5114. And in the vine were three shoots. That this signifies the derivations thence even to the last, is evident from the signification of the "vine," as being the intellectual part (of which just above, n. 5113); and from the signification of "three," as being what is complete and continuous even to the end (n. 2788, 4495); and from the signification of "shoots," as being derivations. For as the "vine" is the intellectual part, the "shoots" are nothing else than derivations thence; and as "three" signifies what is continuous even to the end, or from the first even to the last, by "three shoots" are signified the derivations from the intellectual part down to the last, which is the sensuous; for the first in order is the intellectual part, and the last is the sensuous. The intellectual part in general is the sight of the internal man, which sees from the light of heaven, which is from the Lord, and all that it sees is spiritual and celestial. But the sensuous in general is of the external man, here the sensuous of the sight, because this corresponds and is subordinate to the intellectual; this sensuous sees from the light of the world, which is from the sun, and all that it sees is worldly, bodily, and earthly.

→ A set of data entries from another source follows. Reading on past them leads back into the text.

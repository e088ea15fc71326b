//! # Periodic: repeat an action with an interval.
//!
//! [`Periodic`] runs its action `repetitions` times with a pause of `interval` between
//! runs.
//!
//! ## Interval kinds
//! ```text
//! exclusive, PauseAfter:   [action ─► pause] × N           (pause after the last run skipped)
//! exclusive, PauseBefore:  [pause ─► action] × N
//! inclusive, PauseAfter:   [action ∥ pause] × N            (period = max(action, interval))
//! inclusive, PauseBefore:  pause ─► [action ∥ pause] × N
//! ```
//! In inclusive mode the action and the pause run in a [`Parallel`] that aborts the
//! other on failure. A trailing pause is never waited on the last repetition.
//!
//! `stop()` ends the current execution after the run in progress; an optional external
//! stop signal does the same.

use std::sync::Arc;
use std::sync::atomic::{AtomicUsize, Ordering};
use std::time::Duration;

use crate::actions::{ActionExt, ActionRef, Context, SyncAction, SyncBody};
use crate::composite::{Parallel, Sequence};
use crate::error::{ActionError, UsageError};
use crate::signals::Signal;

use super::pause::Pause;

/// Where the interval pause sits relative to the action.
#[derive(Clone, Copy, Debug, Default, PartialEq, Eq)]
pub enum IntervalKind {
    /// Wait before each run.
    PauseBefore,
    /// Wait after each run.
    #[default]
    PauseAfter,
}

/// Construction parameters of a [`Periodic`].
#[derive(Clone, Debug)]
pub struct PeriodicConfig {
    /// Number of runs.
    pub repetitions: usize,
    /// Pause between runs.
    pub interval: Duration,
    /// Pause before or after each run.
    pub kind: IntervalKind,
    /// Whether the interval includes the run time of the action.
    pub inclusive: bool,
    /// Ends the repetitions early when set.
    pub stop: Option<Arc<Signal>>,
}

impl Default for PeriodicConfig {
    /// One run, no interval, pause after, exclusive, no stop signal.
    fn default() -> Self {
        Self {
            repetitions: 1,
            interval: Duration::ZERO,
            kind: IntervalKind::PauseAfter,
            inclusive: false,
            stop: None,
        }
    }
}

/// Repeating wrapper body.
pub struct Periodic {
    collection: ActionRef,
    initial_pause: Arc<SyncAction<Pause>>,
    pause: Arc<SyncAction<Pause>>,
    start_with_pause: bool,
    trailing_pause: bool,
    repetitions: AtomicUsize,
    halt: Arc<Signal>,
    stop: Option<Arc<Signal>>,
}

impl Periodic {
    /// Wraps `action` (taking ownership of it).
    pub fn new(action: ActionRef, config: PeriodicConfig) -> Result<Arc<SyncAction<Self>>, UsageError> {
        let halt = Signal::new();
        let mut stops = vec![Arc::clone(&halt)];
        stops.extend(config.stop.iter().cloned());

        let pause = Pause::with_stop_signals(config.interval, stops.clone());
        let initial_pause = Pause::with_stop_signals(config.interval, stops);
        let as_step: ActionRef = pause.clone();

        let collection: ActionRef = match (config.inclusive, config.kind) {
            (true, _) => Parallel::from_actions(true, [action, as_step])?,
            (false, IntervalKind::PauseAfter) => Sequence::from_actions([action, as_step])?,
            (false, IntervalKind::PauseBefore) => Sequence::from_actions([as_step, action])?,
        };

        let periodic = SyncAction::new(Self {
            collection: Arc::clone(&collection),
            initial_pause: Arc::clone(&initial_pause),
            pause,
            start_with_pause: config.inclusive && config.kind == IntervalKind::PauseBefore,
            trailing_pause: config.inclusive || config.kind == IntervalKind::PauseAfter,
            repetitions: AtomicUsize::new(config.repetitions),
            halt,
            stop: config.stop,
        });
        periodic.take_ownership(initial_pause)?;
        periodic.take_ownership(collection)?;
        Ok(periodic)
    }

    /// Number of runs per execution.
    pub fn repetitions(&self) -> usize {
        self.repetitions.load(Ordering::SeqCst)
    }

    /// Changes the number of runs; takes effect on the next check.
    pub fn set_repetitions(&self, repetitions: usize) {
        self.repetitions.store(repetitions, Ordering::SeqCst);
    }

    /// The interval.
    pub fn interval(&self) -> Duration {
        self.pause.duration()
    }

    /// Changes the interval for the following waits.
    pub fn set_interval(&self, interval: Duration) {
        self.initial_pause.set_duration(interval);
        self.pause.set_duration(interval);
    }

    /// Ends the current execution after the run in progress.
    pub fn stop(&self) {
        self.halt.set();
    }

    /// Ends the wait in progress; the next run starts right away.
    pub fn skip_current_wait(&self) {
        self.initial_pause.cut_short();
        self.pause.cut_short();
    }

    /// Starts the wait in progress over.
    pub fn restart_wait(&self) {
        self.initial_pause.restart();
        self.pause.restart();
    }

    fn is_stopping(&self) -> bool {
        self.halt.is_signaled() || self.stop.as_ref().is_some_and(|s| s.is_signaled())
    }
}

impl SyncBody for Periodic {
    fn name(&self) -> &str {
        "Periodic"
    }

    fn describe(&self) -> String {
        format!(
            "Repetitions: {}; Interval: {}ms",
            self.repetitions(),
            self.interval().as_millis()
        )
    }

    fn prepare(&self) {
        self.halt.reset();
    }

    fn run(&self, cx: &Context<'_>) -> Result<(), ActionError> {
        if self.start_with_pause && self.repetitions() > 0 {
            self.initial_pause.sync_execute()?;
        }

        let mut run = 0;
        while run < self.repetitions() {
            if self.is_stopping() {
                break;
            }
            cx.check_abort()?;

            run += 1;
            if run == self.repetitions() && self.trailing_pause {
                let interval = self.pause.duration();
                self.pause.set_duration(Duration::ZERO);
                let result = self.collection.sync_execute();
                self.pause.set_duration(interval);
                result?;
            } else {
                self.collection.sync_execute()?;
            }
        }
        Ok(())
    }
}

 There are in man derivations from the intellectual part, which is in the light of heaven, down to the sensuous, which is in the light of the world; unless this were so, the sensuous could not have any human life. The sensuous of man has no life in consequence of seeing from the light of the world, for the light of the world has no life in it; but in consequence of seeing from the light of heaven, for this light has life in it. When this light falls with man into those things which are from the light of the world, it vivifies them and causes him to see objects intellectually, thus as a man; and from this, by knowledges born from things he has seen and heard in the world, thus from things that have entered through the senses, man has intelligence and wisdom, and from these has civil, moral, and spiritual life.
 As regards the derivations specially, in man they are of such a nature that they cannot be briefly set forth. They are steps or degrees as of a ladder between the intellectual part and the sensuous, but no one can apprehend these degrees unless he knows that they are most distinct from one another, so distinct that the interior can exist and subsist without the exterior, but not the exterior without the interior. For example: the spirit of man can subsist without the material body, and also actually does so subsist when by death it is separated from the body. The spirit of man is in an interior degree, and the body is in an exterior degree. It is similar with the spirit of man after death: if he is among the blessed, he is in the last degree among them when in the first heaven, in an interior degree when in the second, and in the inmost when in the third; and when he is in this, he is indeed at the same time in the rest, but these are quiescent in him, almost as the bodily part in man is quiescent in sleep, but with this difference, that with the angels the interiors are then in the highest wakefulness. Therefore there are as many distinct degrees in man as there are heavens, besides the last, which is the body with its sensuous things.
 From this it may in some measure appear how the case is with the derivations from first to last, or from the intellectual part down to the sensuous. The life of man, which is from the Lord's Divine, passes through these degrees from the inmost down to the last or ultimate degree, and in each degree it is derived from what is prior, becoming more and more general, and in the ultimate degree most general. The derivations in the lower degrees are merely compositions, or rather combinations [conformationes], of the singulars and particulars of the higher degrees in succession, together with an addition from purer nature, and then from grosser nature, of such things as may serve for containing vessels; and if these vessels are decomposed, the singulars and particulars of the interior degrees, which had been combined therein, return to the degree next higher. And as with man there is a connection with the Divine, and his inmost is of such a nature that he can receive the Divine, and not only receive it, but also make it his own by acknowledgment and affection, thus by reciprocation, he therefore can never die, because he has thus been implanted in the Divine, and is therefore in what is eternal and infinite, not merely through the influx thence, but also through the reception of it.
 From this it may be seen how unlearnedly and inanely those think about man who compare him to the brute animals, and believe that he will not live after death any more than they-not considering that with the brute animals there is no reception, nor through acknowledgment and affection any reciprocal appropriation, of the Divine, and consequent conjunction with it; and not considering that in consequence of the state of animals being of this nature, the recipient forms of their life cannot but be dissipated; for with them the influx passes through their organic forms down into the world, and there terminates and vanishes, and never returns.